Records follow. Pull out every line that contains "RetardedGreensFunction".
###
//! Reader for Gaussian cube files
//!
//! The layout is two comment lines, a line holding the atom count and the grid origin, three axis
//! lines `n vx vy vz`, one record per atom and finally the volumetric data with `z` varying fastest.
//! A negative count on the first axis line means every length in the header is in Ångström,
//! otherwise lengths are in Bohr.

use crate::constants::BOHR_TO_ANGSTROM;
use crate::error::FieldError;
use nalgebra::{Point3, Vector3};
use ndarray::Array3;

/// A parsed cube grid, with lengths converted to Ångström
#[derive(Debug)]
pub(crate) struct Cube {
    pub(crate) origin: Point3<f64>,
    pub(crate) spacing: Vector3<f64>,
    pub(crate) values: Array3<f64>,
}

struct HeaderLine {
    count: i64,
    vector: [f64; 3],
}

fn parse_header_line(line: Option<(usize, &str)>) -> Result<HeaderLine, FieldError> {
    let (idx, line) = line.ok_or_else(|| FieldError::Parse {
        line: 0,
        message: "unexpected end of file in the header".into(),
    })?;
    let number = idx + 1;
    let mut fields = line.split_whitespace();
    let count = fields
        .next()
        .ok_or_else(|| FieldError::Parse {
            line: number,
            message: "empty header line".into(),
        })?
        .parse::<i64>()
        .map_err(|e| FieldError::Parse {
            line: number,
            message: e.to_string(),
        })?;
    let mut vector = [0_f64; 3];
    for component in vector.iter_mut() {
        *component = fields
            .next()
            .ok_or_else(|| FieldError::Parse {
                line: number,
                message: "expected three coordinates".into(),
            })?
            .parse::<f64>()
            .map_err(|e| FieldError::Parse {
                line: number,
                message: e.to_string(),
            })?;
    }
    Ok(HeaderLine { count, vector })
}

pub(crate) fn parse(contents: &str) -> Result<Cube, FieldError> {
    let mut lines = contents.lines().enumerate();
    // Two free-form comment lines
    lines.next();
    lines.next();

    let atoms = parse_header_line(lines.next())?;
    let axes = [
        parse_header_line(lines.next())?,
        parse_header_line(lines.next())?,
        parse_header_line(lines.next())?,
    ];

    let unit = if axes[0].count < 0 {
        1_f64
    } else {
        BOHR_TO_ANGSTROM
    };
    let origin = Point3::from(Vector3::from(atoms.vector) * unit);

    let mut spacing = Vector3::zeros();
    let mut shape = [0_usize; 3];
    for (axis, line) in axes.iter().enumerate() {
        shape[axis] = line.count.unsigned_abs() as usize;
        spacing[axis] = line.vector[axis] * unit;
        if line
            .vector
            .iter()
            .enumerate()
            .any(|(component, value)| component != axis && *value != 0_f64)
        {
            tracing::warn!(
                "Axis {} of the cube grid is not aligned with the coordinate axes, off-diagonal components are ignored",
                axis
            );
        }
        if !(spacing[axis] > 0_f64) {
            return Err(FieldError::Spacing {
                axis,
                spacing: spacing[axis],
            });
        }
    }

    for _ in 0..atoms.count.unsigned_abs() {
        lines.next().ok_or_else(|| FieldError::Parse {
            line: 0,
            message: "unexpected end of file in the atom records".into(),
        })?;
    }

    let mut data = Vec::with_capacity(shape.iter().product());
    for (idx, line) in lines {
        for token in line.split_whitespace() {
            data.push(token.parse::<f64>().map_err(|e| FieldError::Parse {
                line: idx + 1,
                message: e.to_string(),
            })?);
        }
    }

    let expected = shape.iter().product();
    if data.len() != expected {
        return Err(FieldError::Shape {
            expected,
            found: data.len(),
        });
    }
    let values = Array3::from_shape_vec((shape[0], shape[1], shape[2]), data).map_err(|e| {
        FieldError::Parse {
            line: 0,
            message: e.to_string(),
        }
    })?;

    tracing::debug!(
        "Read a {}x{}x{} cube grid with origin {:?}",
        shape[0],
        shape[1],
        shape[2],
        origin
    );

    Ok(Cube {
        origin,
        spacing,
        values,
    })
}
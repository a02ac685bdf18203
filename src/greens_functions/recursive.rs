//! This module provides the recursive Green's function (RGF) algorithm for block-tridiagonal systems.
//!
//! Rather than fully inverting `E - H`, an operation which scales as O(N^3) in the total number of
//! degrees of freedom, we sweep along the chain of slices and only ever invert single blocks, which
//! scales as O(n b^3) for `n` slices of size `b`. The algorithm follows Anantram, Lundstrom and
//! Nikonov, Proc. IEEE 96, 1511 (2008) (doi:10.1109/JPROC.2008.927355):
//! - A forward sweep builds the left-connected retarded Green's function g_{ii}
//! - A backward sweep builds the fully connected diagonal G_{ii} and the adjacent bands G_{i+1,i}, G_{i,i+1}
//! - When scattering functions are supplied, two further sweeps build the electron and hole correlation functions
//!
//! Every call is independent: the energy shift is applied to a copy of the diagonal blocks, so the
//! Hamiltonian is only ever borrowed immutably and calls at different energies can share it.

use super::{CorrelationFunction, GreensFunctions, RetardedGreensFunction, ScatteringFunctions};
use crate::error::RecursionError;
use crate::hamiltonian::BlockTridiagonal;
use crate::utilities::matrices::{left_inverse, real_part, ComplexMatrix};
use num_complex::Complex;

/// Computes the retarded Green's function of `hamiltonian` at `energy`, and the electron and hole
/// correlation functions if the matching scattering inputs are supplied.
///
/// All shapes, including those of the scattering inputs, are validated before any recursion
/// begins. A near-singular block is not an error: the least-squares division absorbs it, and any
/// `NaN` produced is carried through to the output.
pub fn recursive_greens_functions(
    energy: Complex<f64>,
    hamiltonian: &BlockTridiagonal,
    scattering: ScatteringFunctions<'_>,
) -> Result<GreensFunctions, RecursionError> {
    if let Some(in_scattering) = scattering.in_scattering {
        hamiltonian.validate_block_diagonal(in_scattering, "in-scattering")?;
    }
    if let Some(out_scattering) = scattering.out_scattering {
        hamiltonian.validate_block_diagonal(out_scattering, "out-scattering")?;
    }
    tracing::debug!(
        "Recursing through {} slices at energy {}",
        hamiltonian.number_of_slices(),
        energy
    );

    let shifted_diagonal = hamiltonian.shifted_diagonal(energy);
    let left_connected =
        left_connected_retarded(&shifted_diagonal, hamiltonian.lower(), hamiltonian.upper())?;
    let retarded =
        fully_connected_retarded(left_connected, hamiltonian.lower(), hamiltonian.upper());

    let electron = scattering
        .in_scattering
        .map(|in_scattering| electron_correlation(in_scattering, &retarded, hamiltonian));
    let hole = scattering
        .out_scattering
        .map(|out_scattering| hole_correlation(out_scattering, &retarded, hamiltonian));

    Ok(match (electron, hole) {
        (None, None) => GreensFunctions::Retarded { retarded },
        (Some(electron), None) => GreensFunctions::RetardedAndElectron { retarded, electron },
        (None, Some(hole)) => GreensFunctions::RetardedAndHole { retarded, hole },
        (Some(electron), Some(hole)) => GreensFunctions::RetardedElectronAndHole {
            retarded,
            electron,
            hole,
        },
    })
}

/// Calculates the left connected retarded Green's function in every slice.
///
/// With `D_i` the energy-shifted diagonal blocks, the recursion is initialised by solving
/// g_{00} = (-D_0)^{-1}
/// and propagated through the chain by
/// g_{i+1 i+1} = (-D_{i+1} - L_i g_{ii} U_i)^{-1}
/// Each step needs the result of the previous one, so the sweep is strictly sequential.
pub(crate) fn left_connected_retarded(
    shifted_diagonal: &[ComplexMatrix],
    lower: &[ComplexMatrix],
    upper: &[ComplexMatrix],
) -> Result<Vec<ComplexMatrix>, RecursionError> {
    let mut left_connected = Vec::with_capacity(shifted_diagonal.len());
    if let Some(first) = shifted_diagonal.first() {
        left_connected.push(left_inverse(&(-first))?);
    }
    for (idx, (l, u)) in lower.iter().zip(upper.iter()).enumerate() {
        let inverse_greens_function =
            -&shifted_diagonal[idx + 1] - l * &left_connected[idx] * u;
        left_connected.push(left_inverse(&inverse_greens_function)?);
    }
    Ok(left_connected)
}

/// Calculates the fully connected retarded Green's function from the left connected one.
///
/// The value in the last slice is exact, G_{n-1 n-1} = g_{n-1 n-1}, and the earlier slices follow from
/// G_{i+1 i} = G_{i+1 i+1} L_i g_{ii}
/// G_{i i+1} = g_{ii} U_i G_{i+1 i+1}
/// G_{ii} = g_{ii} + g_{ii} U_i G_{i+1 i}
/// The left connected and fully connected diagonals are held in separate containers, so the
/// off-diagonal blocks in slice `i` always see the left connected g_{ii}.
pub(crate) fn fully_connected_retarded(
    left_connected: Vec<ComplexMatrix>,
    lower: &[ComplexMatrix],
    upper: &[ComplexMatrix],
) -> RetardedGreensFunction {
    let mut diagonal = left_connected.clone();
    let mut lower_band = Vec::with_capacity(lower.len());
    let mut upper_band = Vec::with_capacity(upper.len());

    for idx in (0..lower.len()).rev() {
        let g = &left_connected[idx];
        let below = &diagonal[idx + 1] * &lower[idx] * g;
        let above = g * &upper[idx] * &diagonal[idx + 1];
        diagonal[idx] = g + g * &upper[idx] * &below;
        lower_band.push(below);
        upper_band.push(above);
    }
    lower_band.reverse();
    upper_band.reverse();

    RetardedGreensFunction {
        diagonal,
        lower: lower_band,
        upper: upper_band,
        left_connected,
    }
}

/// How the advanced partner of a block is formed in the correlation sweeps
#[derive(Copy, Clone, Debug, PartialEq, Eq)]
enum Conjugation {
    /// Element-wise complex conjugate, exact for real symmetric Hamiltonians
    Elementwise,
    /// Hermitian adjoint
    Adjoint,
}

impl Conjugation {
    fn apply(self, matrix: &ComplexMatrix) -> ComplexMatrix {
        match self {
            Conjugation::Elementwise => matrix.conjugate(),
            Conjugation::Adjoint => matrix.adjoint(),
        }
    }
}

/// The electron correlation function, sourced by the in-scattering function.
///
/// The partner blocks are element-wise conjugates. Every upper block is set to the adjoint of the
/// matching lower block.
fn electron_correlation(
    in_scattering: &[ComplexMatrix],
    retarded: &RetardedGreensFunction,
    hamiltonian: &BlockTridiagonal,
) -> CorrelationFunction {
    let (diagonal, lower, left_connected) = correlation_bands(
        in_scattering,
        retarded,
        hamiltonian,
        Conjugation::Elementwise,
    );
    let upper = lower.iter().map(|block| Some(block.adjoint())).collect();
    CorrelationFunction {
        diagonal,
        lower,
        upper,
        left_connected,
    }
}

/// The hole correlation function, sourced by the out-scattering function.
///
/// The partner blocks are Hermitian adjoints. Only the first upper block is assigned, as the
/// adjoint of the first lower block. The remaining upper blocks are left unset.
fn hole_correlation(
    out_scattering: &[ComplexMatrix],
    retarded: &RetardedGreensFunction,
    hamiltonian: &BlockTridiagonal,
) -> CorrelationFunction {
    let (diagonal, lower, left_connected) =
        correlation_bands(out_scattering, retarded, hamiltonian, Conjugation::Adjoint);
    let upper = lower
        .iter()
        .enumerate()
        .map(|(idx, block)| (idx == 0).then(|| block.adjoint()))
        .collect();
    CorrelationFunction {
        diagonal,
        lower,
        upper,
        left_connected,
    }
}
###
• [Response to the exercise]
use super::{CorrelationFunction, GreensFunctions, RetardedGreensFunction, ScatteringFunctions};
) -> RetardedGreensFunction {
    RetardedGreensFunction {
    retarded: &RetardedGreensFunction,
    retarded: &RetardedGreensFunction,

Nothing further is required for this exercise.